For the past few days, I have been searching for alternatives to publish documents directly onto WordPress, it’s just because Microsoft Word removed the support for blog posts.
I have come up with different approaches, they all have some pitfalls.
Option 1 – using Python script, such as mammoth to convert docx into HTML.
- Pros – easy to code and integrate with the xmlrpc process, to publish directly to wordpress.
- Cons – Only preserves the minimal formatting, all the colored font, table borders are missing.
- Conclusion – No.
Option 2 – using Java or other tools, such as libreoffice to convert docx to HTML
- Pros – I can have a Python wrapper to call the process, so essentially it’s the same as calling mammoth.
- Cons – need to install libreoffice which is huge.

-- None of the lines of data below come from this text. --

//! Command-line interface for LPM
//!
//! ```bash
//! # Install the default package (windsurf)
//! lpm install
//!
//! # Install another configured package without the update timer
//! lpm --package tool install --skip-auto-update
//!
//! # Update, inspect and remove
//! lpm update
//! lpm version
//! lpm uninstall --keep-config
//!
//! # Helpers
//! lpm bare-clone git@github.com:owner/repo.git
//! lpm scripts install git-bare-clone
//! ```
//!
//! Global flags (`--verbose`, `--quiet`, `--no-progress`, `--config`,
//! `--package`) work before or after the subcommand.

mod bare_clone;
mod install;
mod scripts;
mod uninstall;
mod update;
mod version;

#[cfg(test)]
mod tests;

use crate::config::LpmConfig;
use crate::constants::{CONFIG_PATH_ENV, DEFAULT_PACKAGE, NO_PROGRESS_ENV};
use crate::lifecycle::{Advisory, LifecycleManager, UpdateCommand};
use anyhow::{Context, Result};
use clap::{Parser, Subcommand};
use colored::Colorize;
use std::path::PathBuf;
use tracing_subscriber::EnvFilter;

/// Runtime settings derived from the global flags.
///
/// Kept separate from [`Cli`] so tests can build one directly.
#[derive(Debug, Clone, Default)]
pub struct CliConfig {
    /// Log filter used when `RUST_LOG` is not set
    pub log_level: Option<String>,
    /// Disable progress bars and spinners
    pub no_progress: bool,
}

impl CliConfig {
    /// Exports `LPM_NO_PROGRESS=1` when progress is disabled.
    ///
    /// # Safety
    ///
    /// Modifies the process environment. Call it while the process is still
    /// single-threaded, before the async runtime is built.
    pub unsafe fn apply_to_env(&self) {
        if self.no_progress {
            // SAFETY: the caller guarantees no other thread exists yet.
            unsafe { std::env::set_var(NO_PROGRESS_ENV, "1") };
        }
    }

    /// Installs the global `tracing` subscriber, writing to stderr.
    ///
    /// `RUST_LOG` takes precedence over [`CliConfig::log_level`].
    pub fn init_logging(&self) {
        let filter = if std::env::var("RUST_LOG").is_ok() {
            EnvFilter::from_default_env()
        } else {
            EnvFilter::new(self.log_level.as_deref().unwrap_or("info"))
        };

        let _ = tracing_subscriber::fmt()
            .with_env_filter(filter)
            .with_writer(std::io::stderr)
            .with_target(false)
            .without_time()
            .try_init();
    }
}

/// Local package manager for archive-distributed applications.
#[derive(Parser, Debug)]
#[command(
    name = "lpm",
    about = "Install, update and remove archive-distributed applications",
    version,
    long_about = "LPM installs applications shipped as .tar.gz archives into your home directory, \
                  keeps them up to date through a systemd user timer, and provides a few helpers \
                  for git bare clones and script wrappers."
)]
pub struct Cli {
    #[command(subcommand)]
    command: Commands,

    /// Show debug output
    #[arg(short, long, global = true, conflicts_with = "quiet")]
    verbose: bool,

    /// Only show warnings and errors
    #[arg(short, long, global = true)]
    quiet: bool,

    /// Disable progress bars and spinners
    #[arg(long, global = true)]
    no_progress: bool,

    /// Config file (default: ~/.lpm/config.toml)
    #[arg(short, long, global = true, value_name = "PATH")]
    config: Option<PathBuf>,

    /// Package to operate on
    #[arg(short, long, global = true, default_value = DEFAULT_PACKAGE, value_name = "NAME")]
    package: String,
}

#[derive(Subcommand, Debug)]
enum Commands {
    /// Install the latest release of the package
    Install(install::InstallCommand),

    /// Update the package to the latest release
    Update(update::UpdateCommand),

    /// Remove the package and everything install created
    Uninstall(uninstall::UninstallCommand),

    /// Show the installed version
    Version(version::VersionCommand),

    /// Clone a repository bare for worktree-based work
    BareClone(bare_clone::BareCloneCommand),

    /// Manage script wrappers
    #[command(subcommand)]
    Scripts(scripts::ScriptsCommand),
}

/// What a lifecycle command needs besides its own flags.
pub(crate) struct Session {
    pub config: LpmConfig,
    pub package: String,
    pub config_path: Option<PathBuf>,
}

impl Session {
    /// Loads the config file; `explicit` is the `--config` flag.
    async fn load(package: String, explicit: Option<PathBuf>) -> Result<Self> {
        let config = LpmConfig::load_with_optional(explicit.clone()).await?;
        let config_path = explicit.or_else(|| {
            std::env::var_os(CONFIG_PATH_ENV)
                .filter(|p| !p.is_empty())
                .map(PathBuf::from)
                .filter(|p| p.exists())
        });
        Ok(Self {
            config,
            package,
            config_path,
        })
    }

    /// Manager for the selected package.
    ///
    /// The generated update command re-runs this executable with the same
    /// config file.
    pub fn manager(&self) -> Result<LifecycleManager> {
        let config_path = match &self.config_path {
            Some(path) => Some(std::path::absolute(path).with_context(|| {
                format!("Failed to resolve config path {}", path.display())
            })?),
            None => None,
        };
        Ok(LifecycleManager::from_config(&self.config, &self.package)?
            .with_update_command(UpdateCommand::current(config_path)?))
    }
}

impl Cli {
    /// [`CliConfig`] for the global flags.
    #[must_use]
    pub fn build_config(&self) -> CliConfig {
        let log_level = if self.verbose {
            "debug"
        } else if self.quiet {
            "warn"
        } else {
            "info"
        };

        CliConfig {
            log_level: Some(log_level.to_string()),
            no_progress: self.no_progress,
        }
    }

    /// Runs the command with explicit runtime settings.
    ///
    /// [`CliConfig::apply_to_env`] is expected to have run already.
    pub async fn execute_with_config(self, config: CliConfig) -> Result<()> {
        config.init_logging();

        match self.command {
            Commands::BareClone(cmd) => cmd.execute().await,
            Commands::Install(cmd) => cmd.execute(&Session::load(self.package, self.config).await?).await,
            Commands::Update(cmd) => cmd.execute(&Session::load(self.package, self.config).await?).await,
            Commands::Uninstall(cmd) => {
                cmd.execute(&Session::load(self.package, self.config).await?).await
            }
            Commands::Version(cmd) => cmd.execute(&Session::load(self.package, self.config).await?).await,
            Commands::Scripts(cmd) => cmd.execute(&Session::load(self.package, self.config).await?).await,
        }
    }
}

/// Prints advisories as warnings on stderr.
fn print_advisories(advisories: &[Advisory]) {
    for advisory in advisories {
        eprintln!("{}: {}", "warning".yellow().bold(), advisory);
    }
}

Or to set up a Java environment, which is also tedious
- Conclusion – No.
Option 3 – convert the doc into HTML with MS Word or Google docs
- Pros – No development required, it preserves most of the formatting.
- Cons – different behavior with MS Word and Google Docs, it seems word press adopts Google Docs output better.
- Conclusion – This is one way to go now.
Option 4 – using Javascript and existing tools, such as https://wordtohtml.net/
- Pros – There are tons of WYSIWYG tools on the market, using it to convert the docx into HTML, and publish to the wordpress
- Cons – I have to manually copy and paste the HTML into wordpress portal, and Publish
- Conclusion – this is another option to go now.
Future enhancement consideration
I can have a portal, and plug in the JavaScript to the portal.
There should be a button on the portal, once the conversion is done, I can just click the button to send the HTML to backend, the Python script in option 1 should be able to publish that to the WordPress website.